I went to my place, behind the 5 hours mark. My personal best on the Three Peaks dates to the second year I did it, in 2017, when I got round in 5 hours, 23minutes and 30 seconds. In 2016, I did 5:24.10 and in 2018 5:31.27. This year I was going to do better. Not by much, in the scheme of things. At least, it won’t seem like much to faster people. But I wanted to get round in 5:15. I wanted to get to Ribblehead in two hours, as I’d done on a recce with FRB in March. I wanted to have time to spare at the top of Whernside to know that I would definitely make the cut-off at Hill Inn of 3 hours 30, and not have the usual panic-stricken descent down Whernside. I knew anyway that it is difficult to gain any time on the descent because it is busy and rocky. This year huge new slabs had been installed on the path that when we ran past them on a recce looked like a giant had flung them to earth just to trip up humans so he could eat them more easily. There were no instructions this year to stick to the path or risk disqualification. I noted that.
Mingle, mingle, and then we’re off. I had two main points in my race strategy:
- Run more, not necessarily faster.
- Don’t set off like an eejit.
I knew I had got the second part wrong when I’d already got over the bridge and FRB came up behind me. Oh. I’m definitely going too fast. But I felt good so I carried on. I’d thought about not wearing my watch, as we had been doing training sessions running on feel, and I thought that would remove a lot of the stress I feel in this race. But FRB advised against it. You want to know where you are, he said. So after a while I turned the watch face to the inside of my wrist, and checked it only at the top of Pen-y-Ghent, at High Birkwith, at Bruntscar at the bottom of Whernside, and at the finish.
Louise and Izzy caught me up after a mile. I was worried by this: I’d clearly been going too fast. But I didn’t feel like I was straining myself to the point where I would blow up after Ribblehead. I don’t remember the weather being bad but pictures show different. Apparently it rained quite hard but I’ve forgotten that. Perhaps it was because of the clag that I fell over just after the hairpin bend on the path and smacked my knee on a rock (or perhaps I have a quota of at least one fall per race and had decided to get it over with). (Fall-running.) It hurt, and briefly I was worried, but I kept moving and the pain subsided. I didn’t notice that I’d opened skin on my hand and wrist, and injuries that don’t hurt don’t matter.
I got to the top of the mountain in 48 minutes.
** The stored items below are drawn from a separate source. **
//! Function, method, constructor, and destructor emission
//!
//! Each declaration gets its label, a prologue that reserves locals below
//! EBP and saves the callee-preserved registers under them, its lowered
//! body, and an epilogue that runs local destructors in reverse
//! declaration order before restoring registers and returning. Return
//! statements jump to the epilogue label so cleanup always runs.

use super::state::{ctor_label, dtor_label, ebp, function_label};
use super::{CodeGen, CodeGenError, Frame};
use crate::ast::{ConstructorDeclaration, DestructorDeclaration, FunctionDeclaration, StructDefinition};
use crate::context::Scope;
use crate::functions;
use crate::resolver;
use crate::symbols::SymbolTable;
use std::fmt::Write as _;

impl<'c, 'p> CodeGen<'c, 'p> {
    pub(super) fn gen_function(
        &mut self,
        func: &FunctionDeclaration,
        scope: Scope,
    ) -> Result<(), CodeGenError> {
        let Some(body) = &func.body else {
            return Ok(());
        };
        let label = function_label(func);
        let symbols = SymbolTable::for_function(self.ctx, func, &scope);
        let mut frame = Frame {
            symbols,
            scope,
            owner_fqn: func.owner.clone(),
            end_label: format!("{}_ret", label),
        };

        writeln!(self.text, "{}:", label)?;
        self.prologue(&frame)?;
        self.gen_statements(&mut frame, body)?;
        self.epilogue(&frame)?;
        Ok(())
    }

    pub(super) fn gen_constructor(
        &mut self,
        def: &StructDefinition,
        ctor: &ConstructorDeclaration,
        scope: Scope,
    ) -> Result<(), CodeGenError> {
        let mut param_fqns = Vec::with_capacity(ctor.parameters.len());
        for param in &ctor.parameters {
            param_fqns.push(self.resolve_in(&param.ty, &scope)?);
        }
        let label = ctor_label(&ctor.owner, &param_fqns);
        let symbols = SymbolTable::for_constructor(self.ctx, ctor, &scope);
        let mut frame = Frame {
            symbols,
            scope,
            owner_fqn: Some(ctor.owner.clone()),
            end_label: format!("{}_ret", label),
        };

        writeln!(self.text, "{}:", label)?;
        self.prologue(&frame)?;

        if let Some(args) = &ctor.base_initializer {
            let base_fqn = resolver::resolve_base(self.ctx, def)
                .map_err(CodeGenError::Logic)?
                .ok_or_else(|| {
                    CodeGenError::Logic(format!(
                        "codegen: base initializer in '{}' without a base class",
                        ctor.owner
                    ))
                })?;
            let mut arg_fqns = Vec::with_capacity(args.len());
            for arg in args {
                arg_fqns.push(self.expr_type(&frame, arg)?);
            }
            let base_ctor = functions::find_constructor(self.ctx, &base_fqn, &arg_fqns)
                .map_err(CodeGenError::Logic)?
                .ok_or_else(|| {
                    CodeGenError::Logic(format!(
                        "codegen: no matching constructor for base '{}'",
                        base_fqn
                    ))
                })?;
            // this forwards unchanged: the base subobject sits at offset 0
            self.emit_constructor_call(
                &frame,
                &base_fqn,
                base_ctor,
                args,
                super::expressions::ThisArg::FrameValue(8),
            )?;
        }

        self.gen_statements(&mut frame, &ctor.body)?;
        self.epilogue(&frame)?;
        Ok(())
    }

    pub(super) fn gen_destructor(
        &mut self,
        dtor: &DestructorDeclaration,
        scope: Scope,
    ) -> Result<(), CodeGenError> {
        let label = dtor_label(&dtor.owner);
        let symbols = SymbolTable::for_destructor(self.ctx, dtor, &scope);
        let mut frame = Frame {
            symbols,
            scope,
            owner_fqn: Some(dtor.owner.clone()),
            end_label: format!("{}_ret", label),
        };

        writeln!(self.text, "{}:", label)?;
        self.prologue(&frame)?;
        self.gen_statements(&mut frame, &dtor.body)?;
        self.epilogue(&frame)?;
        Ok(())
    }

    /// Locals live at `[ebp-total, ebp)`; the saved registers sit below
    /// them so the epilogue pops line up.
    fn prologue(&mut self, frame: &Frame) -> Result<(), CodeGenError> {
        writeln!(self.text, "    push ebp")?;
        writeln!(self.text, "    mov ebp, esp")?;
        let locals = frame.symbols.total_local_size();
        if locals > 0 {
            writeln!(self.text, "    sub esp, {}", locals)?;
        }
        writeln!(self.text, "    push ebx")?;
        writeln!(self.text, "    push esi")?;
        writeln!(self.text, "    push edi")?;
        Ok(())
    }

    /// Run destructible locals in reverse declaration order, preserving
    /// the return value in EAX around the calls, then restore registers
    /// and return.
    fn epilogue(&mut self, frame: &Frame) -> Result<(), CodeGenError> {
        writeln!(self.text, "{}:", frame.end_label)?;

        let destructible: Vec<(i32, String)> = frame
            .symbols
            .destructible_locals(self.ctx)
            .into_iter()
            .map(|s| (s.offset, s.type_fqn.clone()))
            .collect();
        if !destructible.is_empty() {
            writeln!(self.text, "    push eax")?;
            for (offset, fqn) in destructible.iter().rev() {
                writeln!(self.text, "    lea eax, {}", ebp(*offset))?;
                self.emit_destructor_call(fqn)?;
            }
            writeln!(self.text, "    pop eax")?;
        }

        writeln!(self.text, "    pop edi")?;
        writeln!(self.text, "    pop esi")?;
        writeln!(self.text, "    pop ebx")?;
        writeln!(self.text, "    mov esp, ebp")?;
        writeln!(self.text, "    pop ebp")?;
        writeln!(self.text, "    ret")?;
        Ok(())
    }
}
That was OK; I was aiming for 47. Then the lovely descent. I do this race again and again but when I think about it, I can’t think of any parts that I truly love. I find the climbing hard and I’m not quick enough at it; I don’t have the tempo to feel comfortable about the 6 miles to Ribblehead, Whernside is a slog, the Whernside descent is pure panic. I usually like Ingleborough because the pressure is off. This year though I meant to keep the pressure on, because I knew I could make up time by not walking the whole way to the Ingleborough climb, and by running more inclines. But I do love the Pen-y-Ghent descent. At first it’s soft and quick, then more technical but runnable, and as if you’re on a bicycle, it gives you momentum to get up the incline towards Whitber Hill.
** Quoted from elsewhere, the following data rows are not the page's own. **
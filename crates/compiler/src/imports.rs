//! Import-table classification
//!
//! The emitted PE `.idata` section partitions external functions between
//! `kernel32.dll` (process exit), `msvcrt.dll` (the C runtime calls the
//! code generator leans on), and user-imported libraries from `#import`
//! directives. An optional TOML manifest extends the symbol tables; any
//! external not covered by a table lands in the primary user library, or
//! msvcrt when the program imports none.

use serde::Deserialize;
use std::collections::BTreeMap;

/// Symbols the code generator may call without a source declaration
pub const MSVCRT_SYMBOLS: &[&str] = &["printf", "malloc", "free", "strlen", "strcpy", "memcpy"];

/// A TOML manifest extending the import tables:
///
/// ```toml
/// [libraries]
/// "user32.dll" = ["MessageBoxA", "GetDC"]
/// ```
#[derive(Debug, Clone, Default, Deserialize)]
pub struct ImportManifest {
    #[serde(default)]
    pub libraries: BTreeMap<String, Vec<String>>,
}

impl ImportManifest {
    pub fn parse(toml_str: &str) -> Result<Self, String> {
        toml::from_str(toml_str).map_err(|e| format!("Failed to parse import manifest: {}", e))
    }
}

/// Classifier from external symbol to owning DLL
pub struct ImportTable {
    /// symbol -> dll name
    known: BTreeMap<String, String>,
    /// user `#import` libraries in first-seen order
    user_libraries: Vec<String>,
}

impl ImportTable {
    pub fn new(user_libraries: &[String], manifests: &[ImportManifest]) -> Self {
        let mut known = BTreeMap::new();
        known.insert("ExitProcess".to_string(), "kernel32.dll".to_string());
        for symbol in MSVCRT_SYMBOLS {
            known.insert(symbol.to_string(), "msvcrt.dll".to_string());
        }
        for manifest in manifests {
            for (dll, symbols) in &manifest.libraries {
                for symbol in symbols {
                    known.insert(symbol.clone(), dll.clone());
                }
            }
        }
        ImportTable {
            known,
            user_libraries: user_libraries.to_vec(),
        }
    }

    /// The DLL an external symbol resolves from
    pub fn classify(&self, symbol: &str) -> String {
        if let Some(dll) = self.known.get(symbol) {
            return dll.clone();
        }
        match self.user_libraries.first() {
            Some(primary) => primary.clone(),
            None => "msvcrt.dll".to_string(),
        }
    }

    /// Group symbols by DLL, sorted for stable emission. `ExitProcess` is
    /// always present since the start stub calls it.
    pub fn partition(&self, externals: &[String]) -> BTreeMap<String, Vec<String>> {
        let mut by_dll: BTreeMap<String, Vec<String>> = BTreeMap::new();
        by_dll
            .entry("kernel32.dll".to_string())
            .or_default()
            .push("ExitProcess".to_string());
        for symbol in externals {
            if symbol == "ExitProcess" {
                continue;
            }
            by_dll
                .entry(self.classify(symbol))
                .or_default()
                .push(symbol.clone());
        }
        for symbols in by_dll.values_mut() {
            symbols.sort();
            symbols.dedup();
        }
        by_dll
    }
}

/// FASM identifier for a DLL: the file stem with non-alphanumerics dropped
pub fn library_identifier(dll: &str) -> String {
    let stem = dll.strip_suffix(".dll").or_else(|| dll.strip_suffix(".DLL")).unwrap_or(dll);
    stem.chars()
        .map(|c| if c.is_ascii_alphanumeric() { c.to_ascii_lowercase() } else { '_' })
        .collect()
}

#[cfg(test)]
mod tests {
    use super::*;

    #[test]
    fn test_builtin_classification() {
        let table = ImportTable::new(&[], &[]);
        assert_eq!(table.classify("ExitProcess"), "kernel32.dll");
        assert_eq!(table.classify("printf"), "msvcrt.dll");
        assert_eq!(table.classify("memcpy"), "msvcrt.dll");
    }

    #[test]
    fn test_unclassified_goes_to_primary_user_library() {
        let table = ImportTable::new(&["user32.dll".to_string(), "gdi32.dll".to_string()], &[]);
        assert_eq!(table.classify("MessageBoxA"), "user32.dll");

        let no_user = ImportTable::new(&[], &[]);
        assert_eq!(no_user.classify("MessageBoxA"), "msvcrt.dll");
    }

    #[test]
    fn test_manifest_extends_tables() {
        let manifest = ImportManifest::parse(
            "[libraries]\n\"user32.dll\" = [\"MessageBoxA\"]\n\"winmm.dll\" = [\"timeGetTime\"]\n",
        )
        .unwrap();
        let table = ImportTable::new(&["other.dll".to_string()], &[manifest]);
        assert_eq!(table.classify("MessageBoxA"), "user32.dll");
        assert_eq!(table.classify("timeGetTime"), "winmm.dll");
        assert_eq!(table.classify("Unknown"), "other.dll");
    }

    #[test]
    fn test_partition_always_includes_exit_process() {
        let table = ImportTable::new(&[], &[]);
        let by_dll = table.partition(&["printf".to_string(), "malloc".to_string()]);
        assert_eq!(by_dll["kernel32.dll"], vec!["ExitProcess"]);
        assert_eq!(by_dll["msvcrt.dll"], vec!["malloc", "printf"]);
    }

    #[test]
    fn test_library_identifier() {
        assert_eq!(library_identifier("user32.dll"), "user32");
        assert_eq!(library_identifier("KERNEL32.DLL"), "kernel32");
        assert_eq!(library_identifier("my-lib.dll"), "my_lib");
    }

    #[test]
    fn test_bad_manifest_is_an_error() {
        let err = ImportManifest::parse("libraries = 3").unwrap_err();
        assert!(err.contains("Failed to parse import manifest"));
    }
}
//! Include resolution for Tilde
//!
//! Resolves `#include "path"` directives, parses each reachable file into
//! its own `CompilationUnit`, and collects `#import "lib.dll"` directives
//! into the program-wide import list. Directives are stripped before the
//! text reaches the lexer; stripped lines are kept blank so token positions
//! stay accurate.

use crate::ast::Program;
use crate::parser::Parser;
use std::collections::HashSet;
use std::path::{Path, PathBuf};

/// A directive found in a source file
#[derive(Debug, Clone, PartialEq)]
enum Directive {
    Include(String),
    Import(String),
}

/// Resolver for `#include` and `#import` directives
pub struct IncludeResolver {
    /// Canonical paths already included, to prevent double inclusion
    included_files: HashSet<PathBuf>,
    /// User-imported libraries in first-seen order
    imports: Vec<String>,
    /// Program-wide string-literal label counter, threaded through parsers
    next_string_label: usize,
}

impl Default for IncludeResolver {
    fn default() -> Self {
        Self::new()
    }
}

impl IncludeResolver {
    pub fn new() -> Self {
        IncludeResolver {
            included_files: HashSet::new(),
            imports: Vec::new(),
            next_string_label: 0,
        }
    }

    /// Resolve the entry file and everything it includes into a `Program`.
    /// Included units precede the including unit, depth first.
    pub fn resolve(mut self, entry: &Path) -> Result<Program, String> {
        let mut program = Program::default();
        self.resolve_file(entry, &mut program)?;
        program.imports = self.imports;
        Ok(program)
    }

    fn resolve_file(&mut self, path: &Path, program: &mut Program) -> Result<(), String> {
        let canonical = path
            .canonicalize()
            .map_err(|e| format!("Failed to resolve {}: {}", path.display(), e))?;
        if !self.included_files.insert(canonical.clone()) {
            return Ok(());
        }

        let source = std::fs::read_to_string(&canonical)
            .map_err(|e| format!("Failed to read {}: {}", canonical.display(), e))?;
        let (clean, directives) = strip_directives(&source, &canonical)?;

        let source_dir = canonical.parent().unwrap_or(Path::new("."));
        for directive in &directives {
            match directive {
                Directive::Include(rel) => {
                    self.resolve_file(&source_dir.join(rel), program)?;
                }
                Directive::Import(lib) => {
                    if !self.imports.contains(lib) {
                        self.imports.push(lib.clone());
                    }
                }
            }
        }

        let mut parser = Parser::with_string_start(&clean, &canonical, self.next_string_label)?;
        let unit = parser.parse_unit()?;
        self.next_string_label = parser.string_label_counter();
        program.units.push(unit);
        Ok(())
    }
}

/// Split a source text into directive-free text (directive lines blanked)
/// and the list of directives found.
fn strip_directives(source: &str, path: &Path) -> Result<(String, Vec<Directive>), String> {
    let mut clean = String::with_capacity(source.len());
    let mut directives = Vec::new();

    for (index, line) in source.lines().enumerate() {
        let trimmed = line.trim_start();
        if let Some(rest) = trimmed.strip_prefix('#') {
            let directive = parse_directive(rest, path, index + 1)?;
            directives.push(directive);
            clean.push('\n');
        } else {
            clean.push_str(line);
            clean.push('\n');
        }
    }
    Ok((clean, directives))
}

fn parse_directive(rest: &str, path: &Path, line: usize) -> Result<Directive, String> {
    let rest = rest.trim();
    let (keyword, argument) = match rest.split_once(char::is_whitespace) {
        Some((k, a)) => (k, a.trim()),
        None => (rest, ""),
    };
    let unquoted = argument
        .strip_prefix('"')
        .and_then(|a| a.strip_suffix('"'))
        .ok_or_else(|| {
            format!(
                "{}:{}: expected a quoted argument after '#{}'",
                path.display(),
                line,
                keyword
            )
        });
    match keyword {
        "include" => Ok(Directive::Include(unquoted?.to_string())),
        "import" => Ok(Directive::Import(unquoted?.to_string())),
        other => Err(format!(
            "{}:{}: unknown directive '#{}'",
            path.display(),
            line,
            other
        )),
    }
}

#[cfg(test)]
mod tests {
    use super::*;
    use std::fs;

    #[test]
    fn test_strip_directives_keeps_line_numbers() {
        let source = "#include \"util.td\"\nint main() { return 0; }\n";
        let (clean, directives) = strip_directives(source, Path::new("main.td")).unwrap();
        assert_eq!(directives, vec![Directive::Include("util.td".to_string())]);
        // The directive line is blanked, so `int` is still on line 2
        assert!(clean.starts_with('\n'));
        let tokens = crate::lexer::tokenize(&clean, "main.td").unwrap();
        assert_eq!(tokens[0].line, 2);
    }

    #[test]
    fn test_unknown_directive() {
        let err = strip_directives("#pragma once\n", Path::new("x.td")).unwrap_err();
        assert!(err.contains("unknown directive"));
        assert!(err.contains("#pragma"));
    }

    #[test]
    fn test_unquoted_argument() {
        let err = strip_directives("#include util.td\n", Path::new("x.td")).unwrap_err();
        assert!(err.contains("quoted argument"));
    }

    #[test]
    fn test_resolve_includes_once() {
        let dir = tempfile::tempdir().unwrap();
        fs::write(
            dir.path().join("util.td"),
            "int helper() { return 1; }\n",
        )
        .unwrap();
        fs::write(
            dir.path().join("extra.td"),
            "#include \"util.td\"\nint extra() { return 2; }\n",
        )
        .unwrap();
        fs::write(
            dir.path().join("main.td"),
            "#include \"util.td\"\n#include \"extra.td\"\n#import \"user32.dll\"\nint main() { return helper(); }\n",
        )
        .unwrap();

        let program = IncludeResolver::new()
            .resolve(&dir.path().join("main.td"))
            .unwrap();
        // util.td included once despite the diamond
        assert_eq!(program.units.len(), 3);
        assert_eq!(program.imports, vec!["user32.dll"]);
        let names: Vec<&str> = program
            .units
            .iter()
            .flat_map(|u| u.functions.iter().map(|f| f.name.as_str()))
            .collect();
        assert_eq!(names, vec!["helper", "extra", "main"]);
    }

    #[test]
    fn test_string_labels_unique_across_units() {
        let dir = tempfile::tempdir().unwrap();
        fs::write(
            dir.path().join("a.td"),
            "int f() { printf(\"one\"); return 0; }\nint printf(char* fmt);\n",
        )
        .unwrap();
        fs::write(
            dir.path().join("main.td"),
            "#include \"a.td\"\nint main() { printf(\"two\"); return 0; }\n",
        )
        .unwrap();

        let program = IncludeResolver::new()
            .resolve(&dir.path().join("main.td"))
            .unwrap();
        let mut labels = Vec::new();
        for unit in &program.units {
            for func in &unit.functions {
                if let Some(body) = &func.body {
                    for stmt in body {
                        crate::ast::visit_statement_expressions(stmt, &mut |e| {
                            if let crate::ast::Expression::StringLiteral { label, .. } = e {
                                labels.push(label.clone());
                            }
                        });
                    }
                }
            }
        }
        labels.sort();
        labels.dedup();
        assert_eq!(labels.len(), 2);
    }
}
My plan was working. I stayed at a comfortable pace but pushing it, and got to High Birkwith faster than I’ve ever done. The weather had softened once we’d got off the top, and it was pleasant: a cool temperature, no rain. But there was a strong headwind along most of the six-mile stretch to Ribblehead, which was challenging. But once again loads of Leeds friends were marshalling and supporting, so many that fellow runners thought I was famous. “No, I’m from Leeds.” At one point I was crossing a grazing field with Izzy and she said, “it’s so beautiful” and I was slightly ashamed, because I’d forgotten to notice. Most of the time I’d been looking at my feet. So I thanked her for reminding me, because it was beautiful, even with dark skies ahead and more looming weather.
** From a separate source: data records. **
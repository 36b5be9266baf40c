//! Semantic analysis
//!
//! Types every expression, enforces access control and overload rules, and
//! emits the reachability and unused-variable warnings. Expression typing
//! returns FQN strings; the `"unknown"` sentinel propagates through failed
//! subtrees so one broken expression produces one diagnostic instead of a
//! cascade. Analysis never aborts a statement: user errors become
//! diagnostics at the offending token, and only `internal:` service
//! failures escalate to the runner's fatal channel.

use crate::ast::{
    ConstructorDeclaration, DestructorDeclaration, Expression, FunctionDeclaration, Statement,
    StructDefinition,
};
use crate::context::{Ctx, Scope};
use crate::diagnostics::Diagnostic;
use crate::functions;
use crate::lexer::Token;
use crate::resolver;
use crate::symbols::SymbolTable;
use crate::types;
use crate::types::UNKNOWN;

/// Everything a single function analysis needs: the frame's symbols, the
/// scope names resolve under, and the owner FQN access checks compare
/// against.
pub struct AnalysisContext<'s> {
    pub symbols: &'s mut SymbolTable,
    pub scope: Scope,
    pub owner_fqn: Option<String>,
}

pub struct SemanticAnalyzer {
    pub diagnostics: Vec<Diagnostic>,
    /// Set when a service reports an internal invariant violation; the
    /// runner converts it into a single fatal diagnostic.
    pub fatal: Option<String>,
}

impl Default for SemanticAnalyzer {
    fn default() -> Self {
        Self::new()
    }
}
Everything was going well. I had fuelled where I meant to fuel. I hadn’t drunk much, but it wasn’t hot, so I assumed that was OK. (It was not OK.) I reached Ribblehead in 2:02, the quickest I’ve ever done. The final mile down – and up – the road to Ribblehead is always testing and peg-leggy (this is a technical term), and so is the tiny grass incline up to the checkpoint, but then it was over, I grabbed my drink, didn’t dawdle and set off again. I wasn’t hungry but ate a couple of pieces of veggie sausage on the way, because I always like to gird myself with salt for Whernside, where I once had fierce cramp at the summit.
Through the railway tunnel, and down to the beck, where I knew Harry Walker was marshalling. He won the race three times in the past, in 1978, 1979 and 1981) and Dave Woodentops Woodhead had taken a delightful picture of me with him and John Calvert (who won in 1976 and 1977) one year. I said as I went through the not-nailed-shut-with-pallets open gap in the wall, “you kissed me two years ago Harry,” and he didn’t remember, but his fellow marshal did. Actually it was three years ago, and he wasn’t the one doing the kissing so all is forgiven.
I didn’t get stuck in a bog this year. I planned to run more of the slog over to Whernside than before, and I felt good enough that I was sure that was possible. Then, a twinge in my right calf.
Oh no.
Another twinge, in the left. Right twinge, left twinge. I kept going, walking and shuffling. I thought if I ignored it it would go away. When that didn’t work I started to talk to my calves. Don’t you dare. Don’t you bloody dare cramp. Not here. Not yet. Please don’t.
But they did. And it was agony.
Cramps, say the Oxford Reference people, are relieved by gentle static stretching. Cramps are not relieved by attempting to run, again and again, while howling and whimpering and chasing a cut-off. I couldn’t understand it; I’d had salt in the sausage, I’d been drinking electrolytes, I’d only ever cramped after the steep Whernside climb. Some people say you only cramp if you haven’t trained properly, but that wasn’t the case (although as Coach FRB later pointed out, I hadn’t done many longish runs that contained the same mixture of climb, fast slippery descent and then a fast tempo). What was going on? I shouted at my legs. I tried to run but I had to turn the air blue, it was so painful. I thought, that’s it. My race is over. If I can’t run, I’ll never get to Hill Inn. I also had no idea how I’d do the steep climb if my calves were cramping this badly on a gentler gradient.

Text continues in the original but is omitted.